VOL. I · Market edition, MMXXVIEngland & Wales · Templates · Reviews · Handoffs
Guide

Settlement agreement review (England & Wales)

How to review a settlement agreement before you sign — what the figure should reflect, the tax treatment, references, and the independent-advice requirement.

By The Counsel editorial deskReviewed against primary legislation and case law for England & WalesLast reviewed 15 June 2026How we source this →
01

What you are giving up

A settlement agreement waives your right to bring listed claims in exchange for a payment. The review checks which claims are being waived, whether the figure reflects your notice, accrued holiday, bonus, and any discrimination or unfair-dismissal exposure, and whether anything is being signed away too cheaply.

02

Tax, references, and restrictions

Termination payments can be partly tax-free up to the statutory threshold, but notice pay and some elements are taxable — getting the allocation right matters. Check the agreed reference wording, confidentiality and non-derogatory clauses, and whether restrictive covenants are being reaffirmed or relaxed.

03

The independent-advice requirement

A settlement agreement is only binding if you have received advice from a relevant independent adviser (usually a solicitor) on its terms and effect. The Counsel prepares you for that conversation — a clear issue list and questions — so the regulated advice is faster and cheaper.

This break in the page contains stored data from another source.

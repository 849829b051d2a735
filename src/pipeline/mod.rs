//! Crawl pipeline: incremental cycles, tiering, adaptive frequency,
//! task execution, and the periodic scheduling loop.
//!
//! The pieces compose in one direction only: the scheduler asks the
//! tiering pass which sources are due, wraps each in a task, and hands
//! it to the executor, which drives the crawler through the task state
//! machine. Nothing lower in the stack knows about tasks or sweeps.

pub mod adaptive;
pub mod crawl;
pub mod executor;
pub mod scheduler;
pub mod tiering;

pub use adaptive::AdaptiveFrequencyController;
pub use crawl::{CrawlTarget, CycleRunner, IncrementalCrawler};
pub use executor::TaskExecutor;
pub use scheduler::PeriodicScheduler;
pub use tiering::{TieredScheduler, TieringReport};
// src/bin/cli.rs

//! gleaner: adaptive community-post ingestion CLI
//!
//! Entry point for running the scheduler loop locally, firing single
//! crawl cycles, and inspecting tiers, watermarks, and task records.

use std::path::PathBuf;
use std::sync::Arc;

use clap::{Parser, Subcommand};
use tokio::sync::watch;

use gleaner::cache::{CacheMetrics, CacheStore, MemoryCache};
use gleaner::client::ApiClient;
use gleaner::dedup::Deduplicator;
use gleaner::error::Result;
use gleaner::models::Config;
use gleaner::pipeline::crawl::CycleRunner;
use gleaner::pipeline::{
    AdaptiveFrequencyController, CrawlTarget, IncrementalCrawler, PeriodicScheduler,
    TaskExecutor, TieredScheduler,
};
use gleaner::store::{LocalStore, ProfileStore, TaskStore, WatermarkStore};

#[derive(Parser, Debug)]
#[command(
    name = "gleaner",
    version,
    about = "Adaptive ingestion pipeline for community discussion posts"
)]

/// CLI Arguments
struct Cli {
    #[arg(short, long, default_value = "data/config.toml")]
    config: String,

    #[arg(long, default_value = "data/store")]
    storage_dir: PathBuf,

    #[arg(short, long, global = true)]
    verbose: bool,

    #[command(subcommand)]
    command: Command,
}

/// CLI Commands
#[derive(Subcommand, Debug)]
enum Command {
    /// Run the periodic scheduler until interrupted
    Run,
    /// Run one crawl cycle for a single source
    Cycle {
        source: String,
    },
    /// Recompute and print tier assignments
    Tiers,
    /// Validate the configuration file
    Validate,
    /// Print watermarks and task records
    Info,
}

/// Shared component wiring for the crawl commands.
struct App {
    store: Arc<LocalStore>,
    metrics: CacheMetrics,
    crawler: Arc<IncrementalCrawler>,
    config: Config,
}

impl App {
    fn build(config: Config, storage_dir: &PathBuf) -> Result<Self> {
        let store = Arc::new(LocalStore::new(storage_dir.clone()));
        let backend = Arc::new(MemoryCache::new());
        let cache = CacheStore::new(backend.clone(), &config.cache);
        let metrics = CacheMetrics::new(backend, &config.cache);

        let api = Arc::new(ApiClient::new(config.client.clone(), &config.rate_limit)?);
        let crawler = Arc::new(IncrementalCrawler::new(
            api,
            store.clone(),
            store.clone(),
            cache,
            metrics.clone(),
            Deduplicator::new(config.dedup.clone()),
        ));

        Ok(Self {
            store,
            metrics,
            crawler,
            config,
        })
    }

    fn scheduler(self) -> PeriodicScheduler {
        let executor = Arc::new(TaskExecutor::new(
            self.crawler,
            self.store.clone(),
            self.store.clone(),
            self.config.executor.clone(),
        ));
        let tiering = TieredScheduler::new(self.store.clone(), self.config.tiers.clone());
        let adaptive =
            AdaptiveFrequencyController::new(self.metrics, self.config.adaptive.clone());
        PeriodicScheduler::new(
            executor,
            tiering,
            adaptive,
            self.store.clone(),
            self.store,
            self.config,
        )
    }
}

/// Main entry point
#[tokio::main]
async fn main() -> Result<()> {
    let cli = Cli::parse();

    let level = if cli.verbose { "debug" } else { "info" };
    env_logger::Builder::from_env(env_logger::Env::default().default_filter_or(level)).init();

    let mut config = Config::load_or_default(&cli.config);
    if config.client.client_secret.is_empty() {
        if let Ok(secret) = std::env::var("GLEANER_CLIENT_SECRET") {
            config.client.client_secret = secret;
        }
    }

    match cli.command {
        Command::Run => {
            config.validate()?;
            let scheduler = App::build(config, &cli.storage_dir)?.scheduler();

            let (tx, rx) = watch::channel(false);
            tokio::spawn(async move {
                if tokio::signal::ctrl_c().await.is_ok() {
                    log::info!("Interrupt received");
                    let _ = tx.send(true);
                }
            });
            scheduler.run(rx).await?;
        }
        Command::Cycle { source } => {
            config.validate()?;
            let app = App::build(config, &cli.storage_dir)?;

            // Crawl on the source's assigned policy, or the conservative
            // tier3 policy if it has never been tiered.
            let policy = match ProfileStore::get(app.store.as_ref(), &source).await? {
                Some(profile) => app
                    .config
                    .tiers
                    .policy_for(profile.tier)
                    .unwrap_or(app.config.tiers.tier3),
                None => app.config.tiers.tier3,
            };
            let summary = app
                .crawler
                .run_cycle(&CrawlTarget {
                    source,
                    policy,
                })
                .await?;
            println!("{}", serde_json::to_string_pretty(&summary)?);
        }
        Command::Tiers => {
            config.validate()?;
            let app = App::build(config, &cli.storage_dir)?;
            let tiering = TieredScheduler::new(app.store.clone(), app.config.tiers.clone());
            let report = tiering
                .recompute_assignments(&app.config.sources, &app.config.blacklist)
                .await?;
            println!(
                "{} sources, {} reassigned, {} blacklisted",
                report.total, report.changed, report.blacklisted
            );

            for profile in ProfileStore::all(app.store.as_ref()).await? {
                println!(
                    "{:<24} {:<12} every {:>3}h  avg {:>6.1}  score {:>6.1}",
                    profile.source,
                    profile.tier.as_str(),
                    profile.crawl_frequency_hours,
                    profile.avg_valid_items,
                    profile.quality_score
                );
            }
        }
        Command::Validate => {
            config.validate()?;
            println!("Configuration OK: {} sources", config.sources.len());
        }
        Command::Info => {
            let app = App::build(config, &cli.storage_dir)?;
            println!("Watermarks:");
            for wm in WatermarkStore::all(app.store.as_ref()).await? {
                println!(
                    "  {:<24} last {:?} total {} dedup {:.1}%",
                    wm.source, wm.last_seen_created_at, wm.total_items_fetched, wm.dedup_rate
                );
            }
            println!("Tasks:");
            for task in TaskStore::all(app.store.as_ref()).await? {
                println!(
                    "  {:<40} {:<14} retries {} progress {}%",
                    task.id, task.status, task.retry_count, task.progress_percent
                );
            }
        }
    }

    Ok(())
}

Should I sign my settlement agreement?

Not until you understand what you are waiving and whether the figure is fair, and not before the required independent legal advice. The Counsel produces an issue list and questions so your adviser meeting is efficient — but the sign-off advice itself must come from a regulated adviser.

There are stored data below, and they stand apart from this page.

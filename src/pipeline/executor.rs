//! Task execution over the state machine.
//!
//! The executor wraps one crawl cycle in a [`TaskRecord`], persisting
//! every transition so the audit trail survives a crash mid-attempt.
//! Failures are classified, retried with exponential backoff up to the
//! configured limit, then dead-lettered exactly once. Quality profiles
//! are only updated on success.

use std::sync::Arc;
use std::time::Duration;

use chrono::Utc;

use crate::error::{AppError, Result};
use crate::models::{
    CycleSummary, ExecutorConfig, FailureCategory, SourceQualityProfile, TaskStatus,
};
use crate::pipeline::crawl::{CrawlTarget, CycleRunner};
use crate::store::{ProfileStore, TaskStore};

/// Retry-aware driver for crawl-cycle tasks.
pub struct TaskExecutor {
    runner: Arc<dyn CycleRunner>,
    tasks: Arc<dyn TaskStore>,
    profiles: Arc<dyn ProfileStore>,
    config: ExecutorConfig,
}

impl TaskExecutor {
    pub fn new(
        runner: Arc<dyn CycleRunner>,
        tasks: Arc<dyn TaskStore>,
        profiles: Arc<dyn ProfileStore>,
        config: ExecutorConfig,
    ) -> Self {
        Self {
            runner,
            tasks,
            profiles,
            config,
        }
    }

    /// Delay before retry number `retry` (1-based), capped.
    fn backoff(&self, retry: u32) -> Duration {
        let base = self.config.backoff_base_secs;
        let exp = base.saturating_mul(1u64 << (retry.saturating_sub(1)).min(32));
        Duration::from_secs(exp.min(self.config.backoff_cap_secs))
    }

    /// Execute the task until it reaches a terminal status.
    ///
    /// The task must already exist in the store with `Pending` status.
    /// Returns the successful cycle summary, or the last error once the
    /// task has been dead-lettered.
    pub async fn execute(&self, task_id: &str, target: &CrawlTarget) -> Result<CycleSummary> {
        let mut task = self
            .tasks
            .get(task_id)
            .await?
            .ok_or_else(|| AppError::validation(format!("unknown task {}", task_id)))?;

        loop {
            task.transition(TaskStatus::Processing)?;
            task.progress_percent = 10;
            self.tasks.update(&task).await?;

            task.progress_percent = 25;
            self.tasks.update(&task).await?;

            match self.runner.run_cycle(target).await {
                Ok(summary) => {
                    task.progress_percent = 50;
                    self.tasks.update(&task).await?;

                    self.record_success(&summary).await?;
                    task.progress_percent = 75;
                    self.tasks.update(&task).await?;

                    task.transition(TaskStatus::Completed)?;
                    self.tasks.update(&task).await?;
                    log::info!("Task {} completed for {}", task.id, target.source);
                    return Ok(summary);
                }
                Err(error) => {
                    let category = FailureCategory::from_error(&error);
                    task.record_failure(category, error.to_string());
                    task.transition(TaskStatus::Failed)?;
                    self.tasks.update(&task).await?;
                    log::warn!(
                        "Task {} attempt failed ({}): {}",
                        task.id,
                        category.as_str(),
                        error
                    );

                    if !error.is_retryable() {
                        task.transition(TaskStatus::DeadLettered)?;
                        self.tasks.update(&task).await?;
                        log::error!(
                            "Task {} dead-lettered without retry: {}",
                            task.id,
                            error
                        );
                        return Err(error);
                    }

                    if task.retry_count >= self.config.max_retries {
                        task.transition(TaskStatus::DeadLettered)?;
                        self.tasks.update(&task).await?;
                        log::error!(
                            "Task {} dead-lettered after {} retries",
                            task.id,
                            task.retry_count
                        );
                        return Err(error);
                    }

                    task.retry_count += 1;
                    task.last_retry_at = Some(Utc::now());
                    task.transition(TaskStatus::Pending)?;
                    self.tasks.update(&task).await?;

                    let delay = self.backoff(task.retry_count);
                    log::info!(
                        "Task {} retry {}/{} in {:?}",
                        task.id,
                        task.retry_count,
                        self.config.max_retries,
                        delay
                    );
                    tokio::time::sleep(delay).await;
                }
            }
        }
    }

    /// Fold a completed cycle into the source's quality profile.
    async fn record_success(&self, summary: &CycleSummary) -> Result<()> {
        let mut profile = self
            .profiles
            .get(&summary.source)
            .await?
            .unwrap_or_else(|| SourceQualityProfile::new(summary.source.clone()));

        let fetched = summary.accepted() + summary.duplicates;
        let dedup_rate = if fetched > 0 {
            summary.duplicates as f64 / fetched as f64 * 100.0
        } else {
            0.0
        };
        profile.record_cycle(summary.accepted(), dedup_rate, Utc::now());
        self.profiles.put_batch(std::slice::from_ref(&profile)).await
    }
}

Is settlement agreement money taxed?

Some of it. A genuine compensation element can be tax-free up to the statutory threshold, while notice pay and contractual sums are normally taxable. The allocation in the agreement affects what you keep, so it is worth checking before signing.

Do I need a solicitor for a settlement agreement?

Yes — the agreement is only legally binding once an independent adviser has advised you on its terms, and the employer usually contributes to that cost. Use The Counsel to prepare, then take the required advice.

The Counsel is an AI tool for England & Wales. It provides legal information, not legal advice, and does not replace a regulated solicitor. For anything high-value or contested, take advice before you act.